- How to complete this task -
Look through the lines below; wherever the word "proof" appears, copy that line.

Start of Dataset excerpts

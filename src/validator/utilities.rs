// Helper functions shared by the orchestrator and the chain walk.

use std::cmp::min;

use tracing::{debug, trace};

use crate::base::iana::{Class, ExtendedErrorCode, Rtype};
use crate::base::name::NameError;
use crate::base::opt::ExtendedError;
use crate::base::{Name, Record, Ttl};
use crate::rdata::dnssec::Timestamp;
use crate::rdata::{AllRecordData, Dname, Rrsig};

use super::context::Config;
use super::group::ValidatedGroup;
use super::nsec::{
    nsec3_for_not_exists_no_ce, nsec_for_not_exists, Nsec3Cache,
    Nsec3NXStateNoCE, NsecNXState,
};
use super::types::ValidationState;

/// Creates an extended error from a code and a static reason.
pub fn make_ede(
    code: ExtendedErrorCode,
    reason: &str,
) -> Option<ExtendedError> {
    Some(ExtendedError::new(code, Some(reason.into())))
}

/// Follows CNAME and DNAME records in the answer section.
///
/// Returns the final name, the weakest state of the groups used along
/// the way, and the reason if that state isn’t secure.
pub async fn do_cname_dname(
    qname: Name,
    qclass: Class,
    qtype: Rtype,
    answers: &[ValidatedGroup],
    authorities: &[ValidatedGroup],
    nsec3_cache: &Nsec3Cache,
    config: &Config,
) -> (Name, ValidationState, Option<ExtendedError>) {
    let mut name = qname;
    let mut count = 0;
    let mut maybe_secure = ValidationState::Secure;
    let mut maybe_ede = None;
    'name_loop: loop {
        for g in answers.iter() {
            if g.class() != qclass {
                continue;
            }
            let rtype = g.rtype();
            if rtype != Rtype::CNAME && rtype != Rtype::DNAME {
                continue;
            }
            if rtype == qtype && g.owner() == &name {
                // The alias itself was asked for.
                continue;
            }

            let rr_set = g.rr_set();
            if rr_set.len() != 1 {
                // An alias set with more than one record is invalid.
                if g.owner() == &name || name.is_below(g.owner()) {
                    return (
                        name,
                        ValidationState::Bogus,
                        make_ede(
                            ExtendedErrorCode::DNSSEC_BOGUS,
                            "alias RRset with more than one record",
                        ),
                    );
                }
                continue;
            }

            match rr_set[0].data() {
                AllRecordData::Cname(cname) => {
                    if g.owner() != &name {
                        continue;
                    }
                    if let Some(ce) = g.closest_encloser() {
                        let (check, state, ede) =
                            check_not_exists_for_wildcard(
                                &name,
                                authorities,
                                g.signer_name(),
                                ce,
                                nsec3_cache,
                                config,
                            )
                            .await;
                        if !check {
                            return (name, ValidationState::Bogus, ede);
                        }
                        maybe_secure = map_maybe_secure(state, maybe_secure);
                    }
                    trace!("following CNAME {} -> {}", name, cname.cname());
                    name = cname.cname().clone();
                }
                AllRecordData::Dname(dname) => {
                    let owner = g.owner();
                    if !name.is_below(owner) {
                        // Only names strictly below the owner are
                        // substituted.
                        continue;
                    }
                    if g.closest_encloser().is_some() {
                        // Wildcard DNAMEs are undefined.
                        return (
                            name,
                            ValidationState::Bogus,
                            make_ede(
                                ExtendedErrorCode::DNSSEC_BOGUS,
                                "DNAME expanded from wildcard",
                            ),
                        );
                    }
                    if let Some(forged) = unmatched_cname(answers, &name) {
                        debug!(
                            "CNAME at {} does not match the DNAME at {}",
                            name, owner
                        );
                        return (
                            name,
                            ValidationState::Bogus,
                            make_ede(
                                ExtendedErrorCode::DNSSEC_BOGUS,
                                forged,
                            ),
                        );
                    }
                    let new_name = match map_dname(owner, dname, &name) {
                        Ok(new_name) => new_name,
                        Err(_) => {
                            return (
                                name,
                                ValidationState::Bogus,
                                make_ede(
                                    ExtendedErrorCode::DNSSEC_BOGUS,
                                    "DNAME substitution too long",
                                ),
                            );
                        }
                    };
                    trace!("following DNAME {} -> {}", name, new_name);
                    name = new_name;
                }
                _ => continue,
            }

            if g.state() != ValidationState::Secure && maybe_ede.is_none() {
                maybe_ede = g.ede().cloned();
            }
            maybe_secure = map_maybe_secure(g.state(), maybe_secure);
            if maybe_secure == ValidationState::Bogus {
                return (name, maybe_secure, maybe_ede);
            }
            count += 1;
            if count > config.max_cname_dname() {
                return (
                    name,
                    ValidationState::Bogus,
                    make_ede(
                        ExtendedErrorCode::DNSSEC_BOGUS,
                        "too many CNAME or DNAME records",
                    ),
                );
            }
            continue 'name_loop;
        }

        // No match CNAME or DNAME found.
        break;
    }

    (name, maybe_secure, maybe_ede)
}

/// Returns a reason if an unvalidated CNAME sits at a name that is
/// being substituted through a DNAME.
///
/// Synthesized CNAMEs that match the substitution have been moved out of
/// the answer before validation. Anything that is left was not
/// synthesized from the DNAME we are following.
fn unmatched_cname(
    answers: &[ValidatedGroup],
    name: &Name,
) -> Option<&'static str> {
    answers
        .iter()
        .filter(|g| g.rtype() == Rtype::CNAME && g.owner() == name)
        .find(|g| g.state() != ValidationState::Secure)
        .map(|_| "synthesized CNAME does not match DNAME")
}

/// Applies the DNAME substitution of RFC 6672 to `name`.
pub fn map_dname(
    owner: &Name,
    dname: &Dname,
    name: &Name,
) -> Result<Name, NameError> {
    name.replace_suffix(owner, dname.target())
}

/// Returns the TTL a record covered by `sig` may be given to a client.
///
/// This is the smallest of the record TTL, the original TTL and the time
/// left until the signature expires.
pub fn ttl_for_sig(sig: &Record<Rrsig>, now: Timestamp) -> Ttl {
    let ttl = min(sig.ttl(), sig.data().original_ttl());
    let until_expired =
        now.secs_until(sig.data().expiration()).unwrap_or(0);
    min(ttl, Ttl::from_secs(until_expired))
}

/// Returns the state of the group answering the question, if any.
pub fn get_answer_state<'a>(
    qname: &Name,
    qclass: Class,
    qtype: Rtype,
    groups: &'a [ValidatedGroup],
) -> Option<&'a ValidatedGroup> {
    groups.iter().find(|g| {
        g.class() == qclass && g.rtype() == qtype && g.owner() == qname
    })
}

/// Returns the state and signer of the SOA record for a negative answer.
///
/// The SOA must be at or above `qname`.
pub fn get_soa_state(
    qname: &Name,
    qclass: Class,
    groups: &[ValidatedGroup],
) -> (Option<(ValidationState, Name)>, Option<ExtendedError>) {
    let mut ede = None;
    for g in groups.iter() {
        if g.rtype() != Rtype::SOA {
            continue;
        }
        if g.class() != qclass {
            ede = make_ede(ExtendedErrorCode::DNSSEC_BOGUS, "SOA in wrong class");
            continue;
        }
        if !qname.ends_with(g.owner()) {
            ede = make_ede(
                ExtendedErrorCode::DNSSEC_BOGUS,
                "SOA is not for the zone of the name",
            );
            continue;
        }
        let signer = if g.state() == ValidationState::Secure {
            g.signer_name().clone()
        } else {
            g.owner().clone()
        };
        return (Some((g.state(), signer)), g.ede().cloned());
    }
    (None, ede)
}

/// Combines the state of one more group with the state so far.
pub fn map_maybe_secure(
    result: ValidationState,
    maybe_secure: ValidationState,
) -> ValidationState {
    result.combine(maybe_secure)
}

/// Returns the name one label below the closest encloser on the way to
/// `target`, the so-called next closer name.
fn get_child_of_ce(target: &Name, ce: &Name) -> Option<Name> {
    target.suffix_with_labels(ce.label_count() + 1)
}

/// Checks that the name a wildcard was expanded for does not exist.
///
/// RFC 4035, Section 5.3.4: a positive answer synthesized from a wildcard
/// needs proof that the query name itself does not exist.
pub async fn check_not_exists_for_wildcard(
    name: &Name,
    groups: &[ValidatedGroup],
    signer_name: &Name,
    closest_encloser: &Name,
    nsec3_cache: &Nsec3Cache,
    config: &Config,
) -> (bool, ValidationState, Option<ExtendedError>) {
    let (state, ede) = nsec_for_not_exists(name, groups, signer_name);
    match state {
        NsecNXState::Exists => {
            // The name actually exists.
            return (false, ValidationState::Bogus, ede);
        }
        NsecNXState::DoesNotExist(ce) => {
            // Make sure that the wildcard that was used for the
            // answer matches the closest encloser we got from the NSEC.
            if *closest_encloser == ce {
                return (true, ValidationState::Secure, None);
            }
            return (
                false,
                ValidationState::Bogus,
                make_ede(
                    ExtendedErrorCode::DNSSEC_BOGUS,
                    "wildcard does not match closest encloser",
                ),
            );
        }
        NsecNXState::Nothing => (), // Continue with NSEC3
    }

    let Some(child_of_ce) = get_child_of_ce(name, closest_encloser) else {
        return (
            false,
            ValidationState::Bogus,
            make_ede(
                ExtendedErrorCode::DNSSEC_BOGUS,
                "wildcard not above the name",
            ),
        );
    };

    let (state, nsec3_ede) = nsec3_for_not_exists_no_ce(
        &child_of_ce,
        groups,
        signer_name,
        nsec3_cache,
        config,
    )
    .await;
    match state {
        Nsec3NXStateNoCE::DoesNotExist => (true, ValidationState::Secure, None),
        Nsec3NXStateNoCE::DoesNotExistInsecure => {
            (true, ValidationState::Insecure, nsec3_ede)
        }
        Nsec3NXStateNoCE::Bogus => (false, ValidationState::Bogus, nsec3_ede),
        Nsec3NXStateNoCE::Nothing => (
            false,
            ValidationState::Bogus,
            ede.or(nsec3_ede).or_else(|| {
                make_ede(
                    ExtendedErrorCode::NSEC_MISSING,
                    "no proof that the wildcard was needed",
                )
            }),
        ),
    }
}

/// Returns the wildcard name at the closest encloser.
pub fn star_closest_encloser(ce: &Name) -> Result<Name, NameError> {
    ce.wildcard()
}

//============ Tests =========================================================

End of Dataset excerpts

- Answer box -
/// needs proof that the query name itself does not exist.
                    "no proof that the wildcard was needed",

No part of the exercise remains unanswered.